Los resultados preliminares muestran la ausencia de efectos estadísticamente significativos previos a 2017, lo que respalda el supuesto de tendencias paralelas, validando así la estrategia de diferencias en diferencias (Figura 2). Los hallazgos indican que los incrementos del salario mínimo reducen la probabilidad de reportar un estado de salud deficiente (malo o muy malo) y elevan la de reportar un estado de salud óptimo (buen o muy bueno). Concretamente, un aumento de 1 € en el salario mínimo reduce la probabilidad de salud deficiente en 0,047 puntos porcentuales (p.p.) en la muestra completa y en 0,030 p.p. en la muestra emparejada (ambos estadísticamente significativos al 1%). En sentido contrario, dicho incremento eleva la probabilidad de una salud favorable en 0,117 p.p. y 0,085 p.p. en las muestras completas y emparejadas, respectivamente. Los efectos en las categorías de salud más críticas son modestos (p=0,10), pero esto podría atribuirse a una menor potencia estadística por el tamaño de la muestra en esos estratos. En conjunto, los resultados sugieren que las subidas del salario mínimo, al elevar el poder adquisitivo, permiten a los trabajadores aumentar su inversión en determinantes directos de la salud, como la atención médica, una alimentación equilibrada, una vivienda de mejor calidad, entre otros.

Figura 2: Salario mínimo en el sector salud a lo largo del tiempo

Nota: resultados preliminares para la muestra completa (Panel A) y la emparejada (Panel B).
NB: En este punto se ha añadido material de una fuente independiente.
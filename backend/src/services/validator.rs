//! Inbound payload validation.
//!
//! Turns the raw request body and the out-of-band forecast-type selector into
//! typed values. Records are projected onto `{ds, y}` here; any other field a
//! caller sends (`isHistorical`, `event_type`, ...) is dropped.

use chrono::{NaiveDate, NaiveDateTime};
use serde_json::{Map, Value};

use crate::error::{ForecastError, ForecastResult};
use crate::models::{ForecastType, Observation};

const DATE_FORMAT: &str = "%Y-%m-%d";
const DATETIME_FORMATS: [&str; 3] = ["%Y-%m-%dT%H:%M:%S%.f", "%Y-%m-%d %H:%M:%S%.f", "%Y-%m-%dT%H:%M"];

/// Resolve the forecast-type selector. Absent means [`ForecastType::Occupancy`].
pub fn parse_forecast_type(selector: Option<&str>) -> ForecastResult<ForecastType> {
    match selector {
        None => Ok(ForecastType::default()),
        Some(s) => s.parse(),
    }
}

/// Parse a request body into a JSON value, reporting syntax errors as validation errors.
pub fn parse_body(body: &[u8]) -> ForecastResult<Value> {
    if body.iter().all(|b| b.is_ascii_whitespace()) {
        return Err(ForecastError::validation("request body is empty; expected a JSON array"));
    }
    serde_json::from_slice(body)
        .map_err(|e| ForecastError::validation(format!("request body is not valid JSON: {}", e)))
}

/// Check the payload shape and convert each record to an [`Observation`].
///
/// # Errors
/// Returns a validation error when the payload is not an array, a record is not
/// an object, lacks `ds`/`y`, has an unparseable date or a non-numeric value,
/// or when fewer than `min_observations` records are present.
pub fn validate_payload(payload: &Value, min_observations: usize) -> ForecastResult<Vec<Observation>> {
    let records = payload.as_array().ok_or_else(|| {
        ForecastError::validation(format!(
            "payload must be a JSON array of {{ds, y}} records, got {}",
            json_kind(payload)
        ))
    })?;

    if records.len() < min_observations {
        return Err(ForecastError::validation(format!(
            "insufficient points: got {}, need at least {}",
            records.len(),
            min_observations
        )));
    }

    records
        .iter()
        .enumerate()
        .map(|(index, record)| {
            let fields = record.as_object().ok_or_else(|| {
                ForecastError::validation(format!(
                    "record {} must be an object, got {}",
                    index,
                    json_kind(record)
                ))
            })?;
            validate_record(index, fields)
        })
        .collect()
}

fn validate_record(index: usize, fields: &Map<String, Value>) -> ForecastResult<Observation> {
    let ds = fields
        .get("ds")
        .ok_or_else(|| ForecastError::validation(format!("record {} is missing 'ds'", index)))?;
    let y = fields
        .get("y")
        .ok_or_else(|| ForecastError::validation(format!("record {} is missing 'y'", index)))?;

    let ds = ds
        .as_str()
        .ok_or_else(|| {
            ForecastError::validation(format!(
                "record {}: 'ds' must be a date string, got {}",
                index,
                json_kind(ds)
            ))
        })
        .and_then(|s| {
            parse_date(s).ok_or_else(|| {
                ForecastError::validation(format!(
                    "record {}: 'ds' value '{}' is not an ISO calendar date",
                    index, s
                ))
            })
        })?;

    let y = parse_value(y).ok_or_else(|| {
        ForecastError::validation(format!("record {}: 'y' value {} is not numeric", index, y))
    })?;

    Ok(Observation::new(ds, y))
}

/// Parse `YYYY-MM-DD`, or an ISO date-time whose calendar date is taken.
pub fn parse_date(s: &str) -> Option<NaiveDate> {
    let s = s.trim();
    if let Ok(date) = NaiveDate::parse_from_str(s, DATE_FORMAT) {
        return Some(date);
    }
    if let Ok(dt) = chrono::DateTime::parse_from_rfc3339(s) {
        return Some(dt.date_naive());
    }
    DATETIME_FORMATS
        .iter()
        .find_map(|fmt| NaiveDateTime::parse_from_str(s, fmt).ok())
        .map(|dt| dt.date())
}

/// Numbers are taken as-is; numeric strings are coerced. Everything else is rejected.
fn parse_value(value: &Value) -> Option<f64> {
    let y = match value {
        Value::Number(n) => n.as_f64()?,
        Value::String(s) => s.trim().parse::<f64>().ok()?,
        _ => return None,
    };
    y.is_finite().then_some(y)
}

fn json_kind(value: &Value) -> &'static str {
    match value {
        Value::Null => "null",
        Value::Bool(_) => "a boolean",
        Value::Number(_) => "a number",
        Value::String(_) => "a string",
        Value::Array(_) => "an array",
        Value::Object(_) => "an object",
    }
}

#[cfg(test)]
mod tests {
    use super::*;
    use serde_json::json;

    #[test]
    fn test_forecast_type_defaults_to_occupancy() {
        assert_eq!(parse_forecast_type(None).unwrap(), ForecastType::Occupancy);
        assert_eq!(parse_forecast_type(Some("event")).unwrap(), ForecastType::Event);
    }

    #[test]
    fn test_forecast_type_rejects_unknown() {
        let err = parse_forecast_type(Some("spurious")).unwrap_err();
        assert_eq!(err.category(), "UNKNOWN_FORECAST_TYPE");
    }

    #[test]
    fn test_validate_drops_extra_fields() {
        let payload = json!([
            {"ds": "2024-01-01", "y": 1.0, "isHistorical": true},
            {"ds": "2024-01-02", "y": 2, "event_type": "wedding"},
        ]);
        let records = validate_payload(&payload, 2).unwrap();
        assert_eq!(records.len(), 2);
        assert_eq!(records[1].y, 2.0);
        assert_eq!(records[0].ds, NaiveDate::from_ymd_opt(2024, 1, 1).unwrap());
    }

    #[test]
    fn test_validate_rejects_non_array() {
        let err = validate_payload(&json!({"ds": "2024-01-01", "y": 1}), 2).unwrap_err();
        assert!(err.to_string().contains("JSON array"));
    }

    #[test]
    fn test_validate_rejects_empty_and_single() {
        let empty = validate_payload(&json!([]), 2).unwrap_err();
        assert!(empty.to_string().contains("insufficient points"));

        let single = validate_payload(&json!([{"ds": "2024-01-01", "y": 1}]), 2).unwrap_err();
        assert!(single.to_string().contains("insufficient points"));
    }

    #[test]
    fn test_validate_rejects_missing_fields() {
        let payload = json!([{"ds": "2024-01-01", "y": 1}, {"ds": "2024-01-02"}]);
        let err = validate_payload(&payload, 2).unwrap_err();
        assert!(err.to_string().contains("record 1 is missing 'y'"));

        let payload = json!([{"y": 1}, {"ds": "2024-01-02", "y": 2}]);
        let err = validate_payload(&payload, 2).unwrap_err();
        assert!(err.to_string().contains("record 0 is missing 'ds'"));
    }

    #[test]
    fn test_validate_rejects_bad_date() {
        let payload = json!([{"ds": "2024-13-45", "y": 1}, {"ds": "2024-01-02", "y": 2}]);
        let err = validate_payload(&payload, 2).unwrap_err();
        assert!(matches!(err, ForecastError::Validation { .. }));

        let payload = json!([{"ds": 20240101, "y": 1}, {"ds": "2024-01-02", "y": 2}]);
        assert!(validate_payload(&payload, 2).is_err());
    }

    #[test]
    fn test_validate_rejects_non_numeric_y() {
        for bad in [json!("abc"), json!(null), json!(true), json!([1]), json!({"v": 1})] {
            let payload = json!([{"ds": "2024-01-01", "y": bad}, {"ds": "2024-01-02", "y": 2}]);
            let err = validate_payload(&payload, 2).unwrap_err();
            assert!(err.to_string().contains("not numeric"), "{}", err);
        }
    }

    #[test]
    fn test_validate_coerces_numeric_strings() {
        let payload = json!([{"ds": "2024-01-01", "y": "1.5"}, {"ds": "2024-01-02", "y": " 2 "}]);
        let records = validate_payload(&payload, 2).unwrap();
        assert_eq!(records[0].y, 1.5);
        assert_eq!(records[1].y, 2.0);
    }

    #[test]
    fn test_parse_date_formats() {
        let expected = NaiveDate::from_ymd_opt(2025, 1, 15).unwrap();
        assert_eq!(parse_date("2025-01-15"), Some(expected));
        assert_eq!(parse_date("2025-01-15T00:00:00"), Some(expected));
        assert_eq!(parse_date("2025-01-15 12:30:00"), Some(expected));
        assert_eq!(parse_date("2025-01-15T00:00:00Z"), Some(expected));
        assert_eq!(parse_date("2025-01-15T08:00:00.000+02:00"), Some(expected));
        assert_eq!(parse_date("15/01/2025"), None);
        assert_eq!(parse_date(""), None);
    }

    #[test]
    fn test_parse_body() {
        assert!(parse_body(b"[]").is_ok());
        assert!(parse_body(b"   ").is_err());
        let err = parse_body(b"[{\"ds\":").unwrap_err();
        assert_eq!(err.category(), "VALIDATION_ERROR");
    }
}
Como análisis de robustez, se integraron datos de la Encuesta Europea de Salud (EESE 2014 y 2020) y de la Encuesta Nacional de Salud de España (ENSE 2011, 2017 y 2023) para examinar los canales a través de los cuales las variaciones en el salario mínimo pueden traducirse en cambios en los resultados de salud. Este análisis considera como mecanismos potenciales el uso de servicios de atención sanitaria, el consumo de alcohol y tabaco, la prevalencia de obesidad, o la práctica de actividad física. Los resultados apuntan que incrementos en el salario mínimo reducen la probabilidad de experimentar limitaciones en actividades cotidianas como consecuencia de problemas de salud y la reducción en la incidencia de necesidades médicas no cubiertas, específicamente en las esferas odontológica, farmacológica y de salud mental. Estos hallazgos son coherentes con la noción de que los servicios sanitarios constituyen bienes normales, cuya demanda tiende a crecer a medida que aumenta el nivel de renta disponible.
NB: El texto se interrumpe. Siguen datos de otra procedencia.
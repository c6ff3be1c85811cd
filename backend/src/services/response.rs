//! Public response contract for a completed forecast.

use chrono::NaiveDate;
use serde::{Deserialize, Serialize};

use crate::models::{DateWindow, ForecastPoint, ForecastType};

/// Public projection of a forecast point: uncertainty bounds are not exposed.
#[derive(Debug, Clone, Copy, PartialEq, Serialize, Deserialize)]
pub struct ForecastValue {
    pub ds: NaiveDate,
    pub yhat: f64,
}

impl From<&ForecastPoint> for ForecastValue {
    fn from(point: &ForecastPoint) -> Self {
        Self {
            ds: point.ds,
            yhat: point.yhat,
        }
    }
}

/// Window description carried by a "no data" result.
#[derive(Debug, Clone, Copy, PartialEq, Eq, Serialize, Deserialize)]
pub struct WindowBounds {
    pub start: NaiveDate,
    pub end: NaiveDate,
}

impl From<DateWindow> for WindowBounds {
    fn from(window: DateWindow) -> Self {
        Self {
            start: window.start(),
            end: window.end(),
        }
    }
}

/// Body of a "no data for requested window" result.
#[derive(Debug, Clone, PartialEq, Serialize, Deserialize)]
pub struct NoDataBody {
    pub message: String,
    pub forecast_type: ForecastType,
    pub window: WindowBounds,
}

/// Successful pipeline outcome. Errors travel separately as `ForecastError`.
#[derive(Debug, Clone, PartialEq)]
pub enum ForecastOutcome {
    /// One value per day in the window, ascending.
    Points(Vec<ForecastValue>),
    /// The predictions never reached the window.
    NoData(NoDataBody),
}

impl ForecastOutcome {
    pub fn is_no_data(&self) -> bool {
        matches!(self, Self::NoData(_))
    }
}

/// Map the filtered predictions to the response contract.
pub fn serialize_outcome(
    filtered: &[ForecastPoint],
    forecast_type: ForecastType,
    window: DateWindow,
) -> ForecastOutcome {
    if filtered.is_empty() {
        return ForecastOutcome::NoData(NoDataBody {
            message: format!(
                "No forecast data for {} window {}",
                forecast_type, window
            ),
            forecast_type,
            window: window.into(),
        });
    }
    ForecastOutcome::Points(filtered.iter().map(ForecastValue::from).collect())
}

#[cfg(test)]
mod tests {
    use super::*;
    use crate::services::window::placeholder_window;

    #[test]
    fn test_points_drop_bounds() {
        let ds = NaiveDate::from_ymd_opt(2025, 1, 5).unwrap();
        let points = [ForecastPoint::new(ds, 3.5).with_bounds(3.0, 4.0)];
        let outcome = serialize_outcome(&points, ForecastType::Occupancy, placeholder_window());
        match outcome {
            ForecastOutcome::Points(values) => {
                let json = serde_json::to_value(&values).unwrap();
                assert_eq!(json, serde_json::json!([{"ds": "2025-01-05", "yhat": 3.5}]));
            }
            other => panic!("unexpected outcome: {:?}", other),
        }
    }

    #[test]
    fn test_empty_is_no_data() {
        let outcome = serialize_outcome(&[], ForecastType::Event, placeholder_window());
        assert!(outcome.is_no_data());
        if let ForecastOutcome::NoData(body) = outcome {
            assert_eq!(body.message, "No forecast data for event window 2025-01-01..2025-02-01");
            let json = serde_json::to_value(&body).unwrap();
            assert_eq!(json["window"]["start"], "2025-01-01");
            assert_eq!(json["forecast_type"], "event");
        }
    }
}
Sin embargo, los incrementos salariales también se relacionan con un mayor consumo de bebidas alcohólicas, sugiriendo que la mejora en el ingreso disponible puede favorecer la expansión del ocio y la adopción de conductas de riesgo. Respecto al tabaquismo, no se observa una disminución en la proporción de fumadores, pero sí una reducción en la cantidad de cigarrillos consumidos diariamente, lo que apunta hacia una moderación en el hábito. Finalmente, niveles más elevados del SMI se vinculan con una mayor regularidad en la práctica de ejercicio físico, lo que indica que el efecto positivo derivado de una mayor capacidad económica —que se manifiesta a través de un mejor acceso a recursos, una reducción del estrés y una mejora en el equilibrio entre la vida laboral y personal— logra contrarrestar el mayor coste de oportunidad que implica dedicar tiempo a la actividad física.

Conclusiones

Los hallazgos preliminares muestran que los incrementos en el salario mínimo son un motor de salud poblacional, permitiendo mejorar las condiciones laborales, atenuar las brechas de ingresos y reducir las desigualdades sanitarias. Este trabajo pone de manifiesto la necesidad de que las políticas de SMI amplíen su foco de análisis más allá del empleo y la pobreza, incorporando dimensiones como el bienestar y la salud poblacional. Asimismo, las ganancias en productividad y la reducción en la utilización de servicios sanitarios podrían llegar a compensar los costes económicos que su implementación conlleva. La experiencia española ofrece, así, evidencia sobre la necesidad de integrar los enfoques económicos y de salud pública en el diseño y la valoración de este tipo de políticas.

Esta entrada se basa en una contribución anterior, en la que se aborda el análisis del tema, que aquí retomamos y ampliamos.